O tamponamento cardíaco foi definido pela presença de uma ou mais das seguintes características: a) hipotensão sistêmica (pressão arterial sistólica < 90 mmHg), com evidência de pulso paradoxal pela avaliação clínica ou por método invasivo; b) evidência de derrame pericárdico à angiografia; e c) presença ao exame ecocardiográfico de variação respiratória significativa da velocidade transmitral ao Doppler, veia cava inferior dilatada com falência ao colapsar à inspiração e/ou colapso diastólico da parede livre do ventrículo direito.13 IAM periprocedimento foi definido pela elevação do biomarcador creatinofosfoquinase fração MB ≥ 3 vezes o limite superior da normalidade no exame realizado até 24 horas pós-procedimento. Eventos clínicos adversos maiores (ECAM) foram definidos pelo desfecho combinado de morte por qualquer causa, IAM e cirurgia cardíaca de emergência. Sucesso angiográfico foi definido: a) pela obtenção de fluxo Thrombolysis In Myocardial Infarction (TIMI) grau 3; b) pela ausência de trombo, dissecção ou perfuração com extravasamento de contraste ativo; e c) pela estenose residual < 30% (à angiografia coronária quantitativa) no segmento tratado ao final do procedimento. Já o sucesso do procedimento foi definido como sucesso angiográfico mais ausência de ECAM durante a hospitalização índice.

Procedimento

Os procedimentos de ICP foram realizados de acordo com as recomendações das diretrizes atuais, objetivando resultado angiográfico ótimo após o implante de dispositivo coronário.14 A via de acesso arterial, a escolha do material para realização da ICP (corda-guia, cateter-balão, etc.), o tipo de stent utilizado, a técnica de implante do stent e a terapia medicamentosa adjunta ficaram a critério do operador.

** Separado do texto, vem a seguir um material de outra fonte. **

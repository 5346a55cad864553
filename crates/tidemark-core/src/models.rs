//! Bookmark data model as written by the ingestion pipeline.
//!
//! The search core only reads these records; creation and processing are
//! owned by other services.

use chrono::{DateTime, Utc};
use serde::{Deserialize, Serialize};
use serde_json::Value as JsonValue;
use uuid::Uuid;

use crate::defaults::TRANSCRIPT_METADATA_KEY;
use crate::error::Error;

/// Embedding vector type (re-exported from pgvector).
pub use pgvector::Vector;

// =============================================================================
// STATUS AND CONTENT TYPE
// =============================================================================

/// Processing status of a bookmark.
#[derive(Debug, Clone, Copy, PartialEq, Eq, Hash, Serialize, Deserialize)]
#[serde(rename_all = "SCREAMING_SNAKE_CASE")]
pub enum BookmarkStatus {
    Pending,
    Processing,
    Ready,
    Error,
}

impl BookmarkStatus {
    pub fn as_str(&self) -> &'static str {
        match self {
            Self::Pending => "PENDING",
            Self::Processing => "PROCESSING",
            Self::Ready => "READY",
            Self::Error => "ERROR",
        }
    }
}

impl std::fmt::Display for BookmarkStatus {
    fn fmt(&self, f: &mut std::fmt::Formatter<'_>) -> std::fmt::Result {
        f.write_str(self.as_str())
    }
}

impl std::str::FromStr for BookmarkStatus {
    type Err = Error;
    fn from_str(s: &str) -> Result<Self, Self::Err> {
        match s.to_uppercase().as_str() {
            "PENDING" => Ok(Self::Pending),
            "PROCESSING" => Ok(Self::Processing),
            "READY" => Ok(Self::Ready),
            "ERROR" => Ok(Self::Error),
            _ => Err(Error::InvalidInput(format!("Unknown bookmark status: {}", s))),
        }
    }
}

/// Content type assigned to a bookmark by the classifier.
#[derive(Debug, Clone, Copy, PartialEq, Eq, PartialOrd, Ord, Hash, Serialize, Deserialize)]
#[serde(rename_all = "SCREAMING_SNAKE_CASE")]
pub enum ContentType {
    Article,
    Page,
    Image,
    Video,
    Tweet,
    Pdf,
    Product,
}

impl ContentType {
    /// Every content type, in declaration order.
    pub const ALL: [ContentType; 7] = [
        Self::Article,
        Self::Page,
        Self::Image,
        Self::Video,
        Self::Tweet,
        Self::Pdf,
        Self::Product,
    ];

    pub fn as_str(&self) -> &'static str {
        match self {
            Self::Article => "ARTICLE",
            Self::Page => "PAGE",
            Self::Image => "IMAGE",
            Self::Video => "VIDEO",
            Self::Tweet => "TWEET",
            Self::Pdf => "PDF",
            Self::Product => "PRODUCT",
        }
    }

    /// Whether bookmarks of this type carry a meaningful read/unread state.
    pub fn supports_read_state(&self) -> bool {
        matches!(self, Self::Article | Self::Video)
    }

    /// Content types that carry a read state.
    pub fn readable() -> Vec<ContentType> {
        Self::ALL
            .into_iter()
            .filter(ContentType::supports_read_state)
            .collect()
    }
}

impl std::fmt::Display for ContentType {
    fn fmt(&self, f: &mut std::fmt::Formatter<'_>) -> std::fmt::Result {
        f.write_str(self.as_str())
    }
}

impl std::str::FromStr for ContentType {
    type Err = Error;
    fn from_str(s: &str) -> Result<Self, Self::Err> {
        Self::ALL
            .into_iter()
            .find(|t| t.as_str().eq_ignore_ascii_case(s.trim()))
            .ok_or_else(|| Error::InvalidInput(format!("Unknown content type: {}", s)))
    }
}

// =============================================================================
// TAGS
// =============================================================================

/// Who attached a tag to a bookmark.
#[derive(Debug, Clone, Copy, PartialEq, Eq, Hash, Serialize, Deserialize)]
#[serde(rename_all = "SCREAMING_SNAKE_CASE")]
pub enum TagOrigin {
    User,
    Ai,
}

impl TagOrigin {
    pub fn as_str(&self) -> &'static str {
        match self {
            Self::User => "USER",
            Self::Ai => "AI",
        }
    }
}

impl std::str::FromStr for TagOrigin {
    type Err = Error;
    fn from_str(s: &str) -> Result<Self, Self::Err> {
        match s.to_uppercase().as_str() {
            "USER" => Ok(Self::User),
            "AI" => Ok(Self::Ai),
            _ => Err(Error::InvalidInput(format!("Unknown tag origin: {}", s))),
        }
    }
}

/// A tag association on a bookmark.
#[derive(Debug, Clone, PartialEq, Eq, Serialize, Deserialize)]
pub struct BookmarkTag {
    pub id: Uuid,
    pub name: String,
    pub origin: TagOrigin,
}

// =============================================================================
// BOOKMARK
// =============================================================================

/// A saved bookmark.
///
/// `id` is a UUIDv7, so ordering ids orders bookmarks by creation time;
/// pagination cursors rely on that.
#[derive(Debug, Clone, Serialize, Deserialize)]
#[serde(rename_all = "camelCase")]
pub struct Bookmark {
    pub id: Uuid,
    pub user_id: String,
    pub url: String,
    pub title: Option<String>,
    pub summary: Option<String>,
    pub preview: Option<String>,
    pub og_image_url: Option<String>,
    pub og_description: Option<String>,
    pub favicon_url: Option<String>,
    pub content_type: Option<ContentType>,
    pub status: BookmarkStatus,
    #[serde(skip)]
    pub title_embedding: Option<Vector>,
    #[serde(skip)]
    pub summary_embedding: Option<Vector>,
    pub starred: bool,
    pub read: bool,
    pub created_at: DateTime<Utc>,
    #[serde(default)]
    pub metadata: JsonValue,
    #[serde(default)]
    pub tags: Vec<BookmarkTag>,
}

impl Bookmark {
    /// Create a READY bookmark with only the required fields set.
    pub fn new(id: Uuid, user_id: impl Into<String>, url: impl Into<String>) -> Self {
        Self {
            id,
            user_id: user_id.into(),
            url: url.into(),
            title: None,
            summary: None,
            preview: None,
            og_image_url: None,
            og_description: None,
            favicon_url: None,
            content_type: None,
            status: BookmarkStatus::Ready,
            title_embedding: None,
            summary_embedding: None,
            starred: false,
            read: false,
            created_at: Utc::now(),
            metadata: JsonValue::Null,
            tags: Vec::new(),
        }
    }

    pub fn with_title(mut self, title: impl Into<String>) -> Self {
        self.title = Some(title.into());
        self
    }

    pub fn with_status(mut self, status: BookmarkStatus) -> Self {
        self.status = status;
        self
    }

    pub fn with_content_type(mut self, content_type: ContentType) -> Self {
        self.content_type = Some(content_type);
        self
    }

    pub fn with_embeddings(mut self, title: Option<Vector>, summary: Option<Vector>) -> Self {
        self.title_embedding = title;
        self.summary_embedding = summary;
        self
    }

    pub fn with_tag(mut self, name: impl Into<String>, origin: TagOrigin) -> Self {
        self.tags.push(BookmarkTag {
            id: Uuid::new_v4(),
            name: name.into(),
            origin,
        });
        self
    }

    pub fn starred(mut self, starred: bool) -> Self {
        self.starred = starred;
        self
    }

    pub fn read(mut self, read: bool) -> Self {
        self.read = read;
        self
    }

    pub fn with_metadata(mut self, metadata: JsonValue) -> Self {
        self.metadata = metadata;
        self
    }
}

/// Remove fields too large to ship with search results.
///
/// Only objects are touched; other JSON values pass through unchanged.
pub fn clean_metadata(mut metadata: JsonValue) -> JsonValue {
    if let Some(map) = metadata.as_object_mut() {
        map.remove(TRANSCRIPT_METADATA_KEY);
    }
    metadata
}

Em relação à terapia antitrombótica, o pré-tratamento incluiu aspirina na dose de 100 mg/dia em caso de uso crônico (> 7 dias) ou dose de ataque de 200 mg realizada > 24 horas antes da ICP e clopidogrel, na dose de ataque de 300 mg > 24 horas antes da intervenção ou 600 mg antes do procedimento (preferencialmente > 2 horas) em casos de síndrome coronária aguda. Após o procedimento, os pacientes eram orientados a permanecer em uso de terapia antiplaquetária dupla (aspirina 100 mg mais clopidogrel 75 mg) por pelo menos um mês em caso de implante de stent(s) não-farmacológico(s) e um ano para stent(s) farmacológico(s). Com relação à terapia antitrombínica durante o procedimento, a heparina intravenosa era administrada na dose de 70 U/kg a 100 U/kg de peso para manter um tempo de coagulação ativada > 250 segundos ou > 200 segundos em caso de administração concomitante de inibidor da glicoproteína IIb/IIIa, utilizado a critério do operador.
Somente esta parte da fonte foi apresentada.